Abusos de poder

A

Em face da precariedade da comunicação pública brasileira diante de sua função política privilegiada, mediadora entre o exercício do poder (através dos representantes e encarregados) e os que lhes conferem legitimidade (o povo, em geral), um blog pode tornar-se uma ferramenta nociva.
Como já fiz notar aqui mesmo, nem sempre (ou quase nunca?) um espaço jornalístico instalado num renomado veículo de comunicação preza pelo rigor na apresentação de suas idéias e opiniões, ao contrário, a ambiguidade recorrente aliada à falta de rigor invariavelmente contribui para que uma imagem seja estabelecida sem que seus fundamentos sejam razoavelmente determinantes.
A flexibilidade, o dinamismo e a indepedência de um blog aprofundam a nocividade deste uso do espaço público de comunicação. O objeto em questão é uma coluna do Ricardo Noblat chamada Quando a Justiça se recusa a enxergar (recomendo que todos leiam para melhor entender o contexto).
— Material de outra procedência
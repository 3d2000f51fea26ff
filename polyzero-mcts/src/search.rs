//! Rollout driver
//!
//! `compute_rollouts` runs the batched search: every sweep, per-stride jobs
//! on reserved pool threads settle and backpropagate the previous rollout,
//! then descend again; the orchestrating thread synchronises on the task
//! barrier and runs one batched evaluation per sweep.

use std::sync::atomic::{AtomicBool, AtomicI32, AtomicU64, Ordering};
use std::sync::Arc;
use std::time::Instant;

use parking_lot::Mutex;
use rand::{Rng, SeedableRng};
use rand_chacha::ChaCha8Rng;
use rand_distr::{Distribution, Normal};

use polyzero_async::{Task, Threads};
use polyzero_core::{Action, Actor, PlayerId, State, INVALID_ACTION};

use crate::node::{Node, NodeRef};
use crate::storage::Storage;
use crate::{MctsConfig, MctsError};

static ROLLOUT_COUNT: AtomicU64 = AtomicU64::new(0);

/// Total rollouts driven by this process.
pub fn rollout_count() -> u64 {
    ROLLOUT_COUNT.load(Ordering::Relaxed)
}

fn forced_rollouts(pi_value: f32, num_visits: i32, config: &MctsConfig) -> i32 {
    (config.forced_rollouts_multiplier * pi_value * num_visits as f32).sqrt() as i32
}

// ============================================================================
// SELECTION
// ============================================================================

/// PUCT score of one root child, for the forced-playout correction.
/// Requires the node lock.
fn puct_value(root_player: PlayerId, puct: f32, node: &Node, action: Action) -> f32 {
    let inner = unsafe { node.inner_ref() };
    let child = node.get_child(action).expect("puct_value on absent child");
    let child_visits = child.stats().num_visit();
    let pi_value = inner.pi_val.policy[action as usize];
    let parent_visits = node.stats().num_visit();
    let prior_score = pi_value / (1 + child_visits) as f32 * (parent_visits as f32).sqrt();
    let flip = if inner.pi_val.player_id == root_player {
        1.0
    } else {
        -1.0
    };
    let value = child.stats().value();
    let vloss = child.stats().virtual_loss();
    let q = (value * flip - vloss) / (child_visits as f32 + vloss);
    prior_score * puct + q
}

/// Choose the next action during descent. Requires the node lock.
///
/// Returns `INVALID_ACTION` for settled terminal nodes (empty policy).
fn pick_best_action(
    root_player: PlayerId,
    node: &Node,
    config: &MctsConfig,
    rng: &mut ChaCha8Rng,
    max_rollouts: i32,
) -> Action {
    let inner = unsafe { node.inner_ref() };
    let pi = &inner.pi_val.policy;

    // At an opponent node we pick the opponent's best action, the one that
    // minimises our value. The exploration term is not flipped.
    let flip = if inner.pi_val.player_id == root_player {
        1.0f32
    } else {
        -1.0
    };
    let prior_value = node.stats().avg_child_v() * flip;
    let parent_visits = node.stats().num_visit();
    let is_root = node.parent().is_none();

    let mut best_score = -1e10f32;
    let mut best_action = INVALID_ACTION;
    for (action, &pi_value) in pi.iter().enumerate() {
        let action = action as Action;

        let mut child_visits = 0i32;
        let mut vloss = 0.0f32;
        let mut value = 0.0f32;
        if let Ok(idx) = inner.children.binary_search_by_key(&action, |e| e.action) {
            for child in &inner.children[idx].nodes {
                let stats = child.stats();
                child_visits += stats.num_visit();
                vloss += stats.virtual_loss();
                value += stats.value();
            }
        }

        let q = if child_visits != 0 {
            if config.forced_rollouts_multiplier > 0.0
                && is_root
                && child_visits < forced_rollouts(pi_value, max_rollouts, config)
            {
                return action;
            }
            (value * flip - vloss) / (child_visits as f32 + vloss)
        } else if config.use_value_prior {
            // No child under this action yet: fall back to the prior
            // estimated from the other settled children.
            prior_value
        } else {
            0.0
        };

        let prior_score = pi_value / (1.0 + child_visits as f32) * (parent_visits as f32).sqrt();
        let mut score = prior_score * config.puct + q;
        if config.sampling_mcts {
            score = rng.gen_range(0.0..(score * 4.0).clamp(-80.0, 80.0).exp());
        }
        if score > best_score {
            best_score = score;
            best_action = action;
        }
    }
    best_action
}

// ============================================================================
// SWEEP STATE
// ============================================================================

/// How the engine advances game state during descent.
#[derive(Clone, Copy, PartialEq)]
enum Advance {
    /// Deterministic fast path: queue actions and replay them from the
    /// nearest checkpoint only when a new node is created.
    Deferred,
    /// Stochastic games: forward the local state at every edge and dedup
    /// children by state hash.
    Forward,
    /// Every node owns a snapshot of its state.
    Stored,
}

struct RolloutSlot {
    root: NodeRef,
    node: Option<NodeRef>,
    root_state: Box<dyn State>,
    local_state: Option<Box<dyn State>>,
    terminated: bool,
    storage: Arc<Storage>,
    rnn_root: Vec<f32>,
    rnn_current: Vec<f32>,
    policy_bias: Vec<f32>,
    queued_actions: Vec<Action>,
}

struct SweepCtx {
    slots: Vec<Mutex<RolloutSlot>>,
    actor: Arc<dyn Actor>,
    config: MctsConfig,
    keep_going: AtomicBool,
    num_rollout: AtomicI32,
    budget: AtomicI32,
    error: Mutex<Option<MctsError>>,
}

fn flush_actions(
    state: &mut dyn State,
    queued: &mut Vec<Action>,
    checkpoint: &mut Option<NodeRef>,
) {
    if let Some(cp) = checkpoint.take() {
        state.copy_from(unsafe { cp.stored_state_unchecked() });
    }
    for &action in queued.iter() {
        state.forward(action);
    }
    queued.clear();
}

/// One sweep step for one root: settle and backpropagate the previous
/// rollout, then (unless the driver is winding down) descend once more and
/// prepare the new leaf for evaluation.
fn run_slot(ctx: &SweepCtx, index: usize, slot: &mut RolloutSlot, rng: &mut ChaCha8Rng) {
    let config = &ctx.config;
    let root = slot.root;
    let advance = if config.store_state_in_node {
        Advance::Stored
    } else if slot.root_state.is_stochastic() {
        Advance::Forward
    } else {
        Advance::Deferred
    };

    // Settle and backpropagate the previous sweep's leaf.
    if ctx.num_rollout.load(Ordering::Relaxed) != 0 {
        if let Some(node) = slot.node {
            if !slot.terminated {
                let state: &dyn State = if advance == Advance::Stored {
                    unsafe { node.stored_state_unchecked() }
                } else {
                    slot.local_state.as_deref().unwrap()
                };
                ctx.actor
                    .batch_result(index, state, unsafe { node.pi_val_mut() });

                if node.parent().is_none() && !slot.policy_bias.is_empty() {
                    let pi = unsafe { node.pi_val_mut() };
                    if pi.policy.len() != slot.policy_bias.len() {
                        let mut error = ctx.error.lock();
                        if error.is_none() {
                            *error = Some(MctsError::PolicyBiasMismatch {
                                expected: pi.policy.len(),
                                got: slot.policy_bias.len(),
                            });
                        }
                    } else {
                        for (p, b) in pi.policy.iter_mut().zip(&slot.policy_bias) {
                            *p += *b;
                        }
                    }
                }
            }

            let root_player = unsafe { root.pi_val_ref() }.player_id;
            node.settle(root_player);
            let (leaf_value, leaf_player) = {
                let pi = unsafe { node.pi_val_ref() };
                (pi.value, pi.player_id)
            };
            node.release();

            // At an opponent leaf we hold the opponent's value; flip once so
            // the whole path accumulates in the root player's frame.
            let flip = if root_player == leaf_player { 1.0 } else { -1.0 };
            let value = leaf_value * flip;
            let mut current = Some(node);
            while let Some(n) = current {
                n.stats().atomic_update(value, config.virtual_loss);
                current = n.parent();
            }
        }
    }

    if !ctx.keep_going.load(Ordering::Relaxed) {
        return;
    }

    // Selection.
    if advance != Advance::Stored {
        let RolloutSlot {
            root_state,
            local_state,
            ..
        } = &mut *slot;
        match local_state {
            Some(local) => local.copy_from(root_state.as_ref()),
            empty => *empty = Some(root_state.clone_state()),
        }
    }
    slot.rnn_current.clear();
    slot.rnn_current.extend_from_slice(&slot.rnn_root);
    slot.queued_actions.clear();
    let mut checkpoint: Option<NodeRef> = None;

    let root_player = if root.visited() {
        unsafe { root.pi_val_ref() }.player_id
    } else {
        0
    };
    let budget = ctx.budget.load(Ordering::Relaxed);

    let mut node = root;
    loop {
        node.acquire();
        node.stats().add_virtual_loss(config.virtual_loss);
        if !node.visited() {
            // Unvisited leaf; keep the lock until next sweep's settle.
            break;
        }

        {
            let pi = unsafe { node.pi_val_ref() };
            slot.rnn_current.clear();
            slot.rnn_current.extend_from_slice(&pi.rnn_state);
        }

        let best = pick_best_action(root_player, &node, config, rng, budget);
        if best == INVALID_ACTION {
            // Settled terminal node; re-settle and backpropagate it again.
            if advance == Advance::Deferred {
                flush_actions(
                    slot.local_state.as_deref_mut().unwrap(),
                    &mut slot.queued_actions,
                    &mut checkpoint,
                );
            }
            break;
        }

        match advance {
            Advance::Stored => {
                let child = node.get_or_add_child(&slot.storage, best, true, false, 0);
                node.release();
                node = child;
            }
            Advance::Forward => {
                let state = slot.local_state.as_deref_mut().unwrap();
                let stochastic_father = state.is_stochastic();
                state.forward(best);
                let hash = state.hash();
                let child =
                    node.get_or_add_child(&slot.storage, best, false, stochastic_father, hash);
                node.release();
                node = child;
            }
            Advance::Deferred => {
                if let Some(child) = node.get_child(best) {
                    if child.has_state() {
                        checkpoint = Some(child);
                        slot.queued_actions.clear();
                    } else {
                        slot.queued_actions.push(best);
                    }
                    node.release();
                    node = child;
                    continue;
                }
                let save = slot.queued_actions.len() >= config.store_state_interval;
                flush_actions(
                    slot.local_state.as_deref_mut().unwrap(),
                    &mut slot.queued_actions,
                    &mut checkpoint,
                );
                let state = slot.local_state.as_deref_mut().unwrap();
                state.forward(best);
                let child = node.new_child(slot.storage.new_node(), best);
                if save {
                    child.store_state_from(slot.local_state.as_deref().unwrap());
                }
                node.release();
                node = child;
            }
        }
    }

    // Expansion: terminal leaves settle with the terminal reward, the rest
    // go to the batched evaluator.
    let terminated = {
        let state: &dyn State = if advance == Advance::Stored {
            unsafe { node.stored_state_unchecked() }
        } else {
            slot.local_state.as_deref().unwrap()
        };
        if state.terminated() {
            let pi = unsafe { node.pi_val_mut() };
            pi.policy.clear();
            pi.rnn_state.clear();
            pi.value = state.get_reward(state.current_player());
            pi.player_id = state.current_player();
            true
        } else {
            false
        }
    };
    slot.terminated = terminated;
    slot.node = Some(node);

    let state: &dyn State = if advance == Advance::Stored {
        unsafe { node.stored_state_unchecked() }
    } else {
        slot.local_state.as_deref().unwrap()
    };
    ctx.actor.batch_prepare(index, state, &slot.rnn_current);
}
A coluna trata da libertação concedida por um juiz da vara federal aos 32 integrantes do MLST que ainda estavam presos. Razoavelmente ele passa a examinar o argumento do juiz, bem como os fatos que depõe contra ele. Suas observações parecem sensatas e ao final ele afirma que o ouvidor Gercino José da Silva foi o responsável pela falsa informação de que os MLST teria agendado um audiência com o presidente da Câmara. Concluimos a partir de então duas coisas: num processo judicial toda informação deve estar adequada num documento que ateste a informação e a identidade de quem a profere, neste caso o ouvidor estaria sujeito às sanções referentes a uma grotesta manipulação de informação, por outro lado seria relativamente fácil demonstrar que não figurava na agenda do presidente nenhum compromisso com o MLST — portanto o jornalista pecou ao omitir se informação foi mesmo confirmada, o que daria maior legitimidade ao seu argumento.
Contudo, foi somente quando saiu do horizonte dos fatos é que ele comprometeu seu raciocínio:

Ao interferir em favor dos presos, o Ouvidor desrespeitou o Código de Processo Penal. É impensável que tenha procedido assim à revelia dos seus superiores. De resto, o líder do MLST é amigo e já foi hóspede de Lula na Granja do Torto.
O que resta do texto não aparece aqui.